What is Fly Tipping?
Fly-tipping is the dumping of waste on land which does not have a licence to accept it. It is illegal to do this and therefore, fly-tipping is a criminal offence.
What is the difference between dropping litter and fly-tipping?
Dropping litter, or ‘littering’, generally refers to small items of rubbish, such as cigarette butts and food and drink packaging, which are carelessly dropped on the floor in public areas instead of being placed in a bin. Fly-tipping refers to larger items that are dumped, which can be anything upwards of a single sack of rubbish.
Why is fly-tipping a problem?
Not only does unauthorised dumping of waste cause the land to become visually unattractive, particularly in quiet rural areas which are commonly targeted, it also pollutes the local environment. Any waste that is not disposed of properly can be harmful to humans and animals, especially if it is dangerous to health or can cause injury. It costs local authorities and taxpayers millions of pounds each year to clean up illegally dumped waste.
What are the most common items that are fly-tipped?
The most common items that are fly-tipped include household rubbish, electrical appliances such as fridges, freezers and washing machines, waste from construction and demolition work, garden rubbish, vehicle parts and waste from businesses.
What is the law regarding fly-tipping?
Fly-tipping is a crime for which the perpetrator(s) can be prosecuted. In England and Wales there are several pieces of legislation under the Environmental Protection Act 1990 and the Control of Pollution (Amendment) Act 1989 which stipulate the law regarding fly-tipping:
Environmental Protection Act (EPA) 1990
Under the EPA 1990, anyone who imports, produces, carries, keeps, treats or disposes of waste has a duty of care to make sure that waste materials are transported and disposed of lawfully. It is illegal for waste to be disposed of on any land that does not have a licence to accept waste. If a person is found guilty of breaking the law, either by illegally dumping waste or by failing to comply with their duty of care, they can be fined and made to pay all costs associated with the investigation and enforcement of the case.
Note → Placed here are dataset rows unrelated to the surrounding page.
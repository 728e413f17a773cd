use chrono::{DateTime, Utc};
use uuid::Uuid;

use crate::models::{
    course::EnrollmentRecord,
    filter::RecipientFilter,
    message::{
        ANNOUNCEMENT_TYPE, MaterializedMessage, MaterializedNotification, MessageMetadata,
        NotificationData,
    },
    template::MessageTemplate,
};

const NOTIFICATION_PREVIEW_CHARS: usize = 100;
const TRUNCATION_MARKER: &str = "...";

/// One message and one notification per recipient, ready for the two bulk
/// inserts.
#[derive(Debug, Clone)]
pub struct MaterializedBatch {
    pub messages: Vec<MaterializedMessage>,
    pub notifications: Vec<MaterializedNotification>,
}

/// Expands a template into per-recipient payloads, in recipient order.
///
/// Pure transform: ids are minted here, but no I/O happens. `sent_at` is
/// the single dispatch timestamp stamped into every message's metadata.
pub fn materialize(
    recipients: &[EnrollmentRecord],
    template: &MessageTemplate,
    course_name: &str,
    policy: RecipientFilter,
    sent_at: DateTime<Utc>,
) -> MaterializedBatch {
    let mut messages = Vec::with_capacity(recipients.len());
    let mut notifications = Vec::with_capacity(recipients.len());

    let notification_message = notification_preview(template);
    let title = format!("New announcement in {}", course_name);

    for recipient in recipients {
        messages.push(MaterializedMessage {
            id: Uuid::new_v4(),
            sender: template.sender_id,
            recipient: recipient.student_id,
            subject: template.subject.clone(),
            content: template.content.clone(),
            message_type: ANNOUNCEMENT_TYPE.to_string(),
            course: template.course_id,
            priority: template.priority,
            metadata: MessageMetadata {
                bulk_message: true,
                recipient_filter: policy,
                sent_at,
            },
        });

        notifications.push(MaterializedNotification {
            user: recipient.student_id,
            notification_type: ANNOUNCEMENT_TYPE.to_string(),
            title: title.clone(),
            message: notification_message.clone(),
            data: NotificationData {
                course_id: template.course_id,
                course_name: course_name.to_string(),
                sender_id: template.sender_id,
                sender_name: template.sender_name.clone(),
            },
            priority: template.priority,
        });
    }

    MaterializedBatch {
        messages,
        notifications,
    }
}

/// Subject wins when present; otherwise the first 100 characters of the
/// content, with a `...` marker only when something was actually cut.
fn notification_preview(template: &MessageTemplate) -> String {
    if let Some(subject) = &template.subject {
        if !subject.is_empty() {
            return subject.clone();
        }
    }

    let mut preview: String = template
        .content
        .chars()
        .take(NOTIFICATION_PREVIEW_CHARS)
        .collect();

    if template.content.chars().count() > NOTIFICATION_PREVIEW_CHARS {
        preview.push_str(TRUNCATION_MARKER);
    }

    preview
}
pub mod api;
pub mod clients;
pub mod config;
pub mod dispatch;
pub mod error;
pub mod filter;
pub mod materializer;
pub mod models;
pub mod utils;
// ABOUTME: Terminal bridge pairing a local display surface with a remote
// WebSocket byte stream: protocol, client task, surface, resize, lifecycle

pub mod client;
pub mod protocol;
pub mod resize;
pub mod session;
pub mod surface;

pub use client::{BridgeEvent, TerminalBridge};
pub use protocol::{endpoint_url, ConnectionState, ControlMessage, EndpointError};
pub use resize::ResizeNotifier;
pub use session::{BridgeSession, SessionError, SessionPhase};
pub use surface::TerminalSurface;
// ABOUTME: Application root wiring state, events, and the active session

pub mod events;
pub mod keys;
pub mod state;

pub use events::{AppEvent, EventHandler};
pub use keys::encode_key;
pub use state::{AppState, PendingAction, PickerColumn, View};

use crossterm::event::KeyEvent;
use tracing::{info, warn};

use crate::bridge::BridgeSession;

/// The application: UI state plus at most one live bridge session. Idle is
/// modeled as `session == None`; connect builds a session, and switching
/// targets always goes through teardown-and-recreate so the old socket is
/// never mutated in place.
pub struct App {
    pub state: AppState,
    pub session: Option<BridgeSession>,
    geometry: (u16, u16),
}

impl App {
    pub fn new(state: AppState) -> Self {
        Self {
            state,
            session: None,
            geometry: (80, 24),
        }
    }

    /// Route one key press: view actions first, then raw forwarding to the
    /// remote shell when the terminal view has the keyboard.
    pub async fn handle_key(&mut self, key: KeyEvent) {
        if let Some(event) = EventHandler::handle_key_event(key, &self.state) {
            match event {
                AppEvent::ScrollUp => self.scroll(|s| s.scroll_up(10)),
                AppEvent::ScrollDown => self.scroll(|s| s.scroll_down(10)),
                AppEvent::ScrollBottom => self.scroll(|s| s.scroll_to_bottom()),
                other => EventHandler::process_event(other, &mut self.state),
            }
            return;
        }

        if self.state.current_view == View::Terminal {
            if let (Some(bytes), Some(session)) = (encode_key(key), self.session.as_ref()) {
                // Dropped by the send gate unless the connection is open
                session.send_input(bytes).await;
            }
        }
    }

    fn scroll(&mut self, op: impl FnOnce(&mut crate::bridge::TerminalSurface)) {
        if let Some(surface) = self.session.as_mut().and_then(BridgeSession::surface_mut) {
            op(surface);
        }
    }

    /// Drive pending actions and absorb bridge events. Called once per
    /// event-loop pass.
    pub async fn tick(&mut self) {
        if let Some(action) = self.state.pending_action.take() {
            match action {
                PendingAction::Connect | PendingAction::Reconnect => {
                    self.end_session(View::Terminal).await;
                    self.start_session();
                }
                PendingAction::Disconnect => {
                    self.end_session(View::TargetPicker).await;
                }
            }
        }

        let terminal_has_focus = self.state.current_view == View::Terminal;
        if let Some(session) = self.session.as_mut() {
            session.drain_events();
            self.state.session_phase = Some(session.phase());
            if let Some(surface) = session.surface_mut() {
                surface.set_focused(terminal_has_focus);
            }
        }
    }

    /// Record the terminal container geometry and let the notifier fit the
    /// surface and inform the remote of changes.
    pub async fn observe_geometry(&mut self, cols: u16, rows: u16) {
        self.geometry = (cols, rows);
        if let Some(session) = self.session.as_mut() {
            session.observe_geometry(cols, rows).await;
        }
    }

    fn start_session(&mut self) {
        let Some(target) = self.state.draft.resolve() else {
            // The connect control is disabled before this can happen
            self.state.status = Some("select a replica and shell first".to_string());
            return;
        };

        let (cols, rows) = self.geometry;
        match BridgeSession::connect(
            &self.state.platform_url,
            target,
            cols,
            rows,
            self.state.scrollback_lines,
        ) {
            Ok(session) => {
                info!("session {} connecting", session.id());
                self.state.session_phase = Some(session.phase());
                self.state.current_view = View::Terminal;
                self.state.status = None;
                self.session = Some(session);
            }
            Err(e) => {
                warn!("connect rejected: {}", e);
                self.state.status = Some(e.to_string());
                self.state.current_view = View::TargetPicker;
            }
        }
    }

    /// Tear down the active session on any exit path, then land on `view`.
    async fn end_session(&mut self, view: View) {
        if let Some(mut session) = self.session.take() {
            session.teardown().await;
        }
        self.state.session_phase = None;
        self.state.current_view = view;
    }

    /// Final cleanup before the process exits.
    pub async fn shutdown(&mut self) {
        self.end_session(View::TargetPicker).await;
    }
}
As part of the legislation, waste regulation authorities are given the power to issue notices enforcing the removal of waste which has been unlawfully disposed of. Failure to comply with this can result in a fine, and local authorities can enter the land to clean up the waste and recharge the costs incurred.
Control of Pollution (Amendment) Act 1989
Under the Control of Pollution (Amendment) Act 1989, it is illegal for anyone who is not a registered carrier of controlled waste to transport waste in the course of business or with the intention of making a profit. The obligations of registered carriers of waste are also specified under this act and the condition of vehicles that transport waste must comply with certain regulations. Under this Act, powers are given to any waste regulation authorities, including waste collection authorities and the police, to stop and search any vehicles which they believe may be carrying waste without having the authority to do so. Any person who fails to produce authority for transporting waste may be issued with a fixed penalty notice.